Capricornian Minotaurs and Where To Find Them is a deep dive into the archives that hold the social history of beef. Selected archival photographs, prize ribbons, badges, union banners, and bunting, are sourced from Central Queensland family collections, cattle breeders’ societies, labour unions, and public libraries nationally. Included in the exhibition is the rarely seen 20th century union rally banner from the Queensland Branch of the Australasian Meat Industry Employees Union. An incredible artwork and historical object in its own right, that carries many stories.

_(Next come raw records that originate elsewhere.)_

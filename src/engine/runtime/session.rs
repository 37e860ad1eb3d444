use tracing::{error, info, warn};

use super::StereoBridge;
use crate::engine::display::{
    DisplayBackend, DisplayEvent, DisplayThreadInit, WindowConfig, spawn_display_thread,
};
use crate::engine::error::{BridgeError, Result};
use crate::engine::frame::SessionState;
use crate::engine::lifecycle::{create_surfaces, plan_surfaces, release_surfaces};
use crate::engine::producer::ProducerDevice;

impl<P: ProducerDevice, B: DisplayBackend> StereoBridge<P, B> {
    /// ### English
    /// Creates the producer surfaces and starts the display thread.
    ///
    /// Any failure marks the session `Failed`; from then on every hook is a pass-through.
    ///
    /// ### 中文
    /// 创建生产者表面并启动显示线程。
    ///
    /// 任何失败都会把会话标记为 `Failed`；此后所有钩子都直接放行。
    pub(super) fn create_resources(&mut self) -> Result<()> {
        let result = self.try_create_resources();
        if result.is_err() {
            self.ring.set_session(SessionState::Failed);
            if let Some(source) = &self.source {
                source.post_quit();
            }
        }
        result
    }

    fn try_create_resources(&mut self) -> Result<()> {
        info!("creating stereo bridge resources");

        let forced_samples = self
            .backend
            .as_ref()
            .map(|backend| backend.probe_forced_samples())
            .unwrap_or(0);

        let source = self
            .device
            .focus_window()
            .ok_or_else(|| BridgeError::DisplaySurface("producer has no focus window".to_string()))?;
        self.source = Some(source.clone());

        let plan = plan_surfaces(&self.device, forced_samples);
        create_surfaces(&self.device, &self.ring, &plan.desc)?;

        let (Some(backend), Some(events)) = (self.backend.take(), self.events_rx.take()) else {
            release_surfaces(&self.device, &self.ring);
            return Err(BridgeError::Thread("display thread already started".to_string()));
        };

        self.ring.set_session(SessionState::Starting);
        let init = DisplayThreadInit {
            backend,
            window: WindowConfig {
                settings: self.settings.clone(),
                samples_dx: plan.samples_dx,
                ring: self.ring.clone(),
                stats: self.stats.clone(),
                signal: self.signal.clone(),
                source,
                events: self.events.clone(),
            },
            events,
        };
        match spawn_display_thread(init) {
            Ok(handle) => self.display = Some(handle),
            Err(err) => {
                release_surfaces(&self.device, &self.ring);
                return Err(err);
            }
        }

        self.initialised = true;
        info!(
            slots = self.ring.len(),
            width = plan.desc.size.width,
            height = plan.desc.size.height,
            samples_dx = plan.samples_dx,
            "stereo bridge resources created"
        );
        Ok(())
    }

    /// ### English
    /// Reads the session state, finishing a failure reported by the display thread.
    ///
    /// ### 中文
    /// 读取会话状态，并收尾显示线程报告的失败。
    pub(super) fn poll_session(&mut self) -> SessionState {
        let state = self.ring.session();
        if state == SessionState::Failed {
            self.settle_failure();
        }
        state
    }

    /// ### English
    /// Ends capturing after a producer-side failure mid-session.
    ///
    /// ### 中文
    /// 会话中途生产者侧失败后结束捕获。
    pub(super) fn fail_session(&mut self) {
        self.ring.set_session(SessionState::Failed);
        self.settle_failure();
    }

    /// ### English
    /// Stops the display thread, releases the producer surfaces and hands the host its own
    /// output target back. Runs once per failure.
    ///
    /// ### 中文
    /// 停止显示线程、释放生产者表面，并把宿主自己的输出目标交还给它；每次失败只执行一次。
    fn settle_failure(&mut self) {
        if !self.initialised {
            return;
        }
        self.initialised = false;
        self.handed_off = false;

        self.events.post(DisplayEvent::Quit);
        if let Some(handle) = self.display.take()
            && handle.join().is_err()
        {
            error!("display thread panicked");
        }
        release_surfaces(&self.device, &self.ring);
        self.device.restore_output_target();
        warn!("stereo bridge session failed, capture disabled");
    }
}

This material is exhibited alongside do Campo’s own artworks. Referencing the artist’s direct family whom migrated from Argentina and lived in Rockhampton with him, do Campo uses an eight-colour palette to thread personal and shared histories together. The wall of circular textile pieces, fashioned off Argentine national symbols known as escarapelas, layer the eight-colour paintings with metal medals, school uniforms, leavers jerseys, and Surf Life Saving uniforms, kept by the artist’s family from the period when they lived in the region. A wall of agrarian-related paintings from the Rockhampton Museum of Art Collection are paired with eight paintings by do Campo, made to the artworks’ exact dimensions. In this series, the eight-colour palette appropriates compositions and scales to reveal new stories. When brought together, this combination of contemporary art exhibit, museological display and agricultural show, narrate the affectionate but knotted histories that emerge between humans and cattle in this proclaimed ‘Beef Capital of Australia.’
The artist and RMOA wish to thank the multiple families, groups and public institutions who generously loaned material and shared stories in support of this exhibition.